//! Public verification and holder sharing controls

mod gate;
mod sharing;

pub use gate::VerificationGate;
pub use sharing::SharingControl;
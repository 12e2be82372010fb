//! Application state shared across HTTP handlers

use std::sync::Arc;

use crate::api::middleware::RateLimiter;
use crate::artifact::ArtifactService;
use crate::config::{AccessGrants, Config};
use crate::issuance::{IssuanceCoordinator, IssuanceSettings};
use crate::traits::{
    ActivityLog, ArtifactRenderer, CertificateStore, Notifier, Registry, SequenceStore,
};
use crate::verification::{SharingControl, VerificationGate};

/// Application state shared across handlers
pub struct AppState {
    pub issuance: IssuanceCoordinator,
    pub verification: VerificationGate,
    pub sharing: SharingControl,
    pub artifacts: ArtifactService,

    /// Direct storage access for listings, stats and health
    pub certificates: Arc<dyn CertificateStore>,
    pub registry: Arc<dyn Registry>,

    /// Bearer token -> principal
    /// Source: CERTIFY_ACCESS_TOKENS env var
    pub access_grants: AccessGrants,

    /// Per-client counters for /v1/verify
    pub verify_limiter: RateLimiter,
}

impl AppState {
    /// Wire every service onto a single backend
    pub fn assemble<S>(
        store: Arc<S>,
        renderer: Arc<dyn ArtifactRenderer>,
        notifier: Arc<dyn Notifier>,
        config: &Config,
    ) -> Self
    where
        S: SequenceStore + CertificateStore + Registry + ActivityLog + 'static,
    {
        let sequence: Arc<dyn SequenceStore> = store.clone();
        let certificates: Arc<dyn CertificateStore> = store.clone();
        let registry: Arc<dyn Registry> = store.clone();
        let activity: Arc<dyn ActivityLog> = store;

        let artifacts = ArtifactService::new(
            renderer,
            Arc::clone(&certificates),
            Arc::clone(&registry),
            Arc::clone(&activity),
            config.artifact.timeout(),
        );

        let issuance = IssuanceCoordinator::new(
            sequence,
            Arc::clone(&certificates),
            Arc::clone(&registry),
            Arc::clone(&activity),
            notifier,
            artifacts.clone(),
            IssuanceSettings {
                base_url: config.base_url.clone(),
                render_inline: config.artifact.inline,
            },
        );

        Self {
            issuance,
            verification: VerificationGate::new(Arc::clone(&certificates), Arc::clone(&registry)),
            sharing: SharingControl::new(Arc::clone(&certificates), activity),
            artifacts,
            certificates,
            registry,
            access_grants: config.access_grants.clone(),
            verify_limiter: RateLimiter::new(config.verify_rate_limit.clone()),
        }
    }
}
//! Server error types

use axum::http::StatusCode;
use thiserror::Error;

use crate::serial::SerialError;

/// Main server error type
#[derive(Debug, Error)]
pub enum ServerError {
    // ========== Validation Errors ==========
    /// Invalid argument
    #[error("invalid argument: {0}")]
    InvalidArgument(String),

    /// Required field missing or empty
    #[error("missing required field: {0}")]
    MissingRequiredField(String),

    /// Submitted serial fails the structural check
    #[error("invalid serial format: {0}")]
    InvalidFormat(String),

    /// Invalid UUID format
    #[error("invalid UUID: {0}")]
    InvalidUuid(String),

    // ========== Policy Errors ==========
    /// No enrollment links the student and the institution
    #[error("student {student_id} is not enrolled in institution {institution_id}")]
    NotEnrolled {
        student_id: String,
        institution_id: String,
    },

    /// Institution's issuing capability is switched off
    #[error("institution cannot issue certificates: {0}")]
    PermissionRevoked(String),

    /// Certificate exists but its holder keeps it private
    #[error("certificate {0} is not available for public verification")]
    NotShareable(String),

    // ========== Lookup Errors ==========
    /// Certificate not found
    #[error("certificate not found: {0}")]
    CertificateNotFound(String),

    /// Institution not found
    #[error("institution not found: {0}")]
    InstitutionNotFound(String),

    /// Student not found
    #[error("student not found: {0}")]
    StudentNotFound(String),

    // ========== Authentication Errors ==========
    /// Missing authorization header
    #[error("authorization required")]
    AuthMissing,

    /// Invalid authorization token
    #[error("invalid authorization token")]
    AuthInvalid,

    /// Authenticated principal lacks the required role
    #[error("forbidden: {0}")]
    Forbidden(String),

    /// Client used up its request window
    #[error("too many requests, retry in {retry_after_secs}s")]
    RateLimited { retry_after_secs: u64 },

    // ========== Storage Errors ==========
    /// Storage operation failed
    #[error("storage error: {0}")]
    Storage(StorageError),

    /// Sequence space of the serial payload is used up
    #[error("serial space exhausted at sequence {0}")]
    SerialSpaceExhausted(u64),

    // ========== Artifact Errors ==========
    /// Artifact rendering failed
    #[error("artifact error: {0}")]
    Artifact(#[from] ArtifactError),

    // ========== Server Errors ==========
    /// Internal error
    #[error("internal error: {0}")]
    Internal(String),

    /// Configuration error
    #[error("configuration error: {0}")]
    Config(String),
}

/// Storage-specific errors
#[derive(Debug, Error)]
pub enum StorageError {
    /// Database connection failed
    #[error("connection failed: {0}")]
    ConnectionFailed(String),

    /// Query execution failed
    #[error("query failed: {0}")]
    QueryFailed(String),

    /// Transaction failed
    #[error("transaction failed: {0}")]
    TransactionFailed(String),

    /// Schema migration failed
    #[error("migration failed: {0}")]
    MigrationFailed(String),

    /// Unique or foreign-key constraint rejected the write
    #[error("constraint violated: {0}")]
    Conflict(String),

    /// Data corruption detected
    #[error("data corruption: {0}")]
    Corruption(String),

    /// Storage not initialized
    #[error("storage not initialized")]
    NotInitialized,

    /// Entity not found
    #[error("Not found: {0}")]
    NotFound(String),

    /// I/O error
    #[error("I/O error: {0}")]
    Io(#[from] std::io::Error),

    /// SQLite database error
    #[cfg(feature = "sqlite")]
    #[error("SQLite error: {0}")]
    Sqlite(#[from] rusqlite::Error),
}

/// Artifact rendering errors
///
/// All of these leave the certificate issued with a pending artifact.
#[derive(Debug, Error)]
pub enum ArtifactError {
    /// Renderer rejected or failed on the input
    #[error("render failed: {0}")]
    Render(String),

    /// Rendering did not finish in time
    #[error("render timed out after {0}ms")]
    Timeout(u64),

    /// Certificate, student or institution needed for rendering is missing
    #[error("render context incomplete: {0}")]
    MissingContext(String),

    /// Artifact is already rendered
    #[error("artifact already rendered for certificate {0}")]
    AlreadyReady(String),

    /// Writing the artifact failed
    #[error("I/O error: {0}")]
    Io(#[from] std::io::Error),
}

impl ArtifactError {
    /// Whether a later attempt may succeed
    pub fn is_retryable(&self) -> bool {
        !matches!(self, ArtifactError::AlreadyReady(_))
    }
}

/// Server result type alias
pub type ServerResult<T> = Result<T, ServerError>;

impl ServerError {
    /// Get the HTTP status code for this error
    pub fn status_code(&self) -> StatusCode {
        match self {
            // 400 Bad Request
            ServerError::InvalidArgument(_)
            | ServerError::MissingRequiredField(_)
            | ServerError::InvalidFormat(_)
            | ServerError::InvalidUuid(_)
            | ServerError::NotEnrolled { .. } => StatusCode::BAD_REQUEST,

            // 401 Unauthorized
            ServerError::AuthMissing | ServerError::AuthInvalid => StatusCode::UNAUTHORIZED,

            // 403 Forbidden
            ServerError::PermissionRevoked(_)
            | ServerError::NotShareable(_)
            | ServerError::Forbidden(_) => StatusCode::FORBIDDEN,

            // 429 Too Many Requests
            ServerError::RateLimited { .. } => StatusCode::TOO_MANY_REQUESTS,

            // 404 Not Found
            ServerError::CertificateNotFound(_)
            | ServerError::InstitutionNotFound(_)
            | ServerError::StudentNotFound(_) => StatusCode::NOT_FOUND,

            // 409 Conflict
            ServerError::Artifact(ArtifactError::AlreadyReady(_)) => StatusCode::CONFLICT,

            // 503 Service Unavailable
            ServerError::Artifact(_) => StatusCode::SERVICE_UNAVAILABLE,

            // 500 Internal Server Error
            ServerError::Storage(_)
            | ServerError::SerialSpaceExhausted(_)
            | ServerError::Internal(_)
            | ServerError::Config(_) => StatusCode::INTERNAL_SERVER_ERROR,
        }
    }

    /// Get the error code string for API responses
    pub fn error_code(&self) -> &'static str {
        match self {
            ServerError::InvalidArgument(_) => "INVALID_ARGUMENT",
            ServerError::MissingRequiredField(_) => "MISSING_REQUIRED_FIELD",
            ServerError::InvalidFormat(_) => "INVALID_FORMAT",
            ServerError::InvalidUuid(_) => "INVALID_UUID",
            ServerError::NotEnrolled { .. } => "NOT_ENROLLED",
            ServerError::PermissionRevoked(_) => "PERMISSION_REVOKED",
            ServerError::NotShareable(_) => "NOT_SHAREABLE",
            ServerError::CertificateNotFound(_) => "NOT_FOUND",
            ServerError::InstitutionNotFound(_) => "INSTITUTION_NOT_FOUND",
            ServerError::StudentNotFound(_) => "STUDENT_NOT_FOUND",
            ServerError::AuthMissing => "AUTH_MISSING",
            ServerError::AuthInvalid => "AUTH_INVALID",
            ServerError::Forbidden(_) => "FORBIDDEN",
            ServerError::RateLimited { .. } => "RATE_LIMITED",
            ServerError::Storage(_) => "STORAGE_ERROR",
            ServerError::SerialSpaceExhausted(_) => "SERIAL_SPACE_EXHAUSTED",
            ServerError::Artifact(_) => "ARTIFACT_ERROR",
            ServerError::Internal(_) => "INTERNAL_ERROR",
            ServerError::Config(_) => "CONFIG_ERROR",
        }
    }

    /// Check if the caller may retry the same request
    pub fn is_recoverable(&self) -> bool {
        match self {
            ServerError::Storage(e) => matches!(
                e,
                StorageError::ConnectionFailed(_) | StorageError::TransactionFailed(_)
            ),
            ServerError::Artifact(e) => e.is_retryable(),
            ServerError::RateLimited { .. } => true,
            _ => false,
        }
    }
}

impl From<StorageError> for ServerError {
    fn from(e: StorageError) -> Self {
        match e {
            StorageError::NotFound(what) => ServerError::CertificateNotFound(what),
            other => ServerError::Storage(other),
        }
    }
}

impl From<SerialError> for ServerError {
    fn from(e: SerialError) -> Self {
        match e {
            SerialError::Overflow(sequence) => ServerError::SerialSpaceExhausted(sequence),
            other => ServerError::InvalidFormat(other.to_string()),
        }
    }
}

#[cfg(feature = "sqlite")]
impl From<rusqlite::Error> for ServerError {
    fn from(e: rusqlite::Error) -> Self {
        ServerError::Storage(StorageError::Sqlite(e))
    }
}

impl From<serde_json::Error> for ServerError {
    fn from(e: serde_json::Error) -> Self {
        ServerError::InvalidArgument(e.to_string())
    }
}

impl From<uuid::Error> for ServerError {
    fn from(e: uuid::Error) -> Self {
        ServerError::InvalidUuid(e.to_string())
    }
}
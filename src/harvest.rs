use super::*;

/// The two tables one run produces.
#[derive(Debug, Default)]
pub(crate) struct Harvest {
  pub(crate) comments: Vec<CommentRow>,
  pub(crate) posts: Vec<PostRow>,
}

impl Harvest {
  /// Lists the newest `limit` posts of `subreddit` and gathers the top-level
  /// comments of each one.
  ///
  /// Submissions are loaded `concurrency` at a time, but rows always come out
  /// in listing order. The first failed request aborts the whole harvest.
  pub(crate) async fn collect(
    client: &Client,
    subreddit: &str,
    limit: usize,
    concurrency: NonZeroUsize,
  ) -> Result<Self> {
    let posts = client.new_posts(subreddit, limit).await?;

    info!(subreddit, posts = posts.len(), "listed new posts");

    let forests = stream::iter(posts.iter().map(|post| async move {
      client.top_level_comments(&post.id).await
    }))
    .buffered(concurrency.get())
    .try_collect::<Vec<_>>()
    .await?;

    let mut harvest = Self::default();

    for (post, comments) in posts.into_iter().zip(forests) {
      debug!(
        post = %post.fullname(),
        comments = comments.len(),
        "collected comments"
      );

      harvest
        .comments
        .extend(comments.into_iter().map(CommentRow::from));

      harvest.posts.push(PostRow::from(post));
    }

    info!(
      subreddit,
      comments = harvest.comments.len(),
      "collected top-level comments"
    );

    Ok(harvest)
  }

  pub(crate) fn write(
    &self,
    posts_path: &Path,
    comments_path: &Path,
  ) -> Result {
    table::write(posts_path, &self.posts)?;

    info!(
      path = %posts_path.display(),
      rows = self.posts.len(),
      "wrote posts"
    );

    table::write(comments_path, &self.comments)?;

    info!(
      path = %comments_path.display(),
      rows = self.comments.len(),
      "wrote comments"
    );

    Ok(())
  }
}
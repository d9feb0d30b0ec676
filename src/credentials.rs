#[derive(Clone, Debug)]
pub(crate) struct Credentials {
  pub(crate) client_id: String,
  pub(crate) client_secret: String,
  pub(crate) user_agent: String,
}
use super::*;

/// Body of the client credentials grant.
///
/// A rejected grant can still come back as `200 OK` with only `error` set.
#[derive(Debug, Deserialize)]
pub(crate) struct AccessToken {
  pub(crate) access_token: Option<String>,
  #[serde(default, deserialize_with = "deserialize_optional_string")]
  pub(crate) error: Option<String>,
  #[serde(default)]
  pub(crate) expires_in: u64,
}

impl AccessToken {
  pub(crate) fn into_token(self) -> Result<String> {
    match (self.access_token, self.error) {
      (Some(token), None) if !token.is_empty() => Ok(token),
      (_, Some(error)) => bail!("access token request was rejected: {error}"),
      _ => bail!("access token response did not contain a token"),
    }
  }
}

#[cfg(test)]
mod tests {
  use super::*;

  fn parse(input: &str) -> AccessToken {
    serde_json::from_str(input).unwrap()
  }

  #[test]
  fn into_token_returns_bearer_token() {
    assert_eq!(
      parse(
        r#"{"access_token": "abc", "token_type": "bearer", "expires_in": 86400, "scope": "*"}"#
      )
      .into_token()
      .unwrap(),
      "abc"
    );
  }

  #[test]
  fn into_token_surfaces_rejection() {
    let error = parse(r#"{"error": "invalid_grant"}"#)
      .into_token()
      .unwrap_err();

    assert!(error.to_string().contains("invalid_grant"));
  }

  #[test]
  fn into_token_accepts_numeric_error_codes() {
    let error = parse(r#"{"message": "Unauthorized", "error": 401}"#)
      .into_token()
      .unwrap_err();

    assert!(error.to_string().contains("401"));
  }

  #[test]
  fn into_token_rejects_empty_token() {
    assert!(parse(r#"{"access_token": ""}"#).into_token().is_err());
  }
}
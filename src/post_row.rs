use super::*;

#[allow(clippy::arbitrary_source_item_ordering)]
#[derive(Debug, Serialize)]
pub(crate) struct PostRow {
  pub(crate) post_id: String,
  pub(crate) title: String,
  pub(crate) author: Option<String>,
  pub(crate) score: i64,
  pub(crate) num_comments: u64,
  pub(crate) created_utc: f64,
  pub(crate) subreddit: String,
  pub(crate) post_url: String,
  pub(crate) selftext: String,
}

impl From<Post> for PostRow {
  fn from(post: Post) -> Self {
    Self {
      post_id: post.id,
      title: post.title,
      author: post.author,
      score: post.score,
      num_comments: post.num_comments,
      created_utc: post.created_utc,
      subreddit: post.subreddit,
      post_url: post.url,
      selftext: post.selftext,
    }
  }
}

impl Row for PostRow {
  const HEADER: &'static [&'static str] = &[
    "post_id",
    "title",
    "author",
    "score",
    "num_comments",
    "created_utc",
    "subreddit",
    "post_url",
    "selftext",
  ];
}

#[cfg(test)]
mod tests {
  use {super::*, serde_json::json};

  fn sample_row() -> PostRow {
    serde_json::from_value::<Post>(json!({
      "author": "[deleted]",
      "created_utc": 1_700_000_000.0,
      "id": "abc",
      "num_comments": 5,
      "score": 17,
      "selftext": "Any tips?\nThanks & cheers",
      "subreddit": "travel",
      "title": "Lisbon & Porto in a week",
      "url": "https://www.reddit.com/r/travel/comments/abc/"
    }))
    .map(PostRow::from)
    .unwrap()
  }

  #[test]
  fn header_matches_serialized_field_order() {
    let mut writer = csv::Writer::from_writer(Vec::new());
    writer.serialize(sample_row()).unwrap();

    let output = String::from_utf8(writer.into_inner().unwrap()).unwrap();

    assert_eq!(output.lines().next(), Some(PostRow::HEADER.join(",").as_str()));
  }

  #[test]
  fn row_carries_post_fields() {
    let mut buffer = Vec::new();
    table::write_to(&mut buffer, &[sample_row()]).unwrap();

    assert_eq!(
      String::from_utf8(buffer).unwrap(),
      "post_id,title,author,score,num_comments,created_utc,subreddit,post_url,selftext\n\
       abc,Lisbon & Porto in a week,,17,5,1700000000.0,travel,\
       https://www.reddit.com/r/travel/comments/abc/,\"Any tips?\nThanks & cheers\"\n"
    );
  }
}
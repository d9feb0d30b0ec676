use super::*;

#[derive(Debug, Deserialize)]
pub(crate) struct Listing {
  pub(crate) data: ListingData,
}

#[derive(Debug, Deserialize)]
pub(crate) struct ListingData {
  #[serde(default)]
  pub(crate) after: Option<String>,
  #[serde(default)]
  pub(crate) children: Vec<Thing>,
}

#[derive(Debug, Default, PartialEq)]
pub(crate) struct Placeholders {
  pub(crate) hidden: u64,
  pub(crate) nodes: usize,
}

impl Listing {
  /// Keeps the comments already present at the top of the forest.
  ///
  /// `more` nodes are dropped without being expanded, so replies the API
  /// held back never show up here. What was dropped is reported so the
  /// caller can log it.
  pub(crate) fn top_level_comments(self) -> (Vec<Comment>, Placeholders) {
    let mut comments = Vec::with_capacity(self.data.children.len());
    let mut placeholders = Placeholders::default();

    for thing in self.data.children {
      match thing {
        Thing::Comment(comment) if comment.is_top_level() => {
          comments.push(comment);
        }
        Thing::More(more) => {
          placeholders.nodes += 1;
          placeholders.hidden += more.count;
        }
        Thing::Other(kind) => debug!(kind = %kind, "skipped unexpected child"),
        Thing::Comment(_) | Thing::Post(_) => {}
      }
    }

    (comments, placeholders)
  }
}
#[derive(Clone, Debug)]
pub(crate) struct Endpoints {
  pub(crate) access_token_url: String,
  pub(crate) api_base_url: String,
}

impl Default for Endpoints {
  fn default() -> Self {
    Self {
      access_token_url: "https://www.reddit.com/api/v1/access_token".into(),
      api_base_url: "https://oauth.reddit.com".into(),
    }
  }
}
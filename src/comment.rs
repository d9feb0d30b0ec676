use super::*;

#[derive(Debug, Deserialize)]
pub(crate) struct Comment {
  #[serde(default, deserialize_with = "deserialize_author")]
  pub(crate) author: Option<String>,
  #[serde(default, deserialize_with = "deserialize_text")]
  pub(crate) body: String,
  pub(crate) created_utc: f64,
  pub(crate) id: String,
  pub(crate) link_id: String,
  pub(crate) parent_id: String,
  #[serde(default)]
  pub(crate) score: i64,
}

impl Comment {
  pub(crate) fn is_top_level(&self) -> bool {
    self.parent_id == self.link_id
  }
}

------

_Exercise instructions:_ The number of lines in the data that contain the word "bool" is all that should be stated.

_Response:_ 3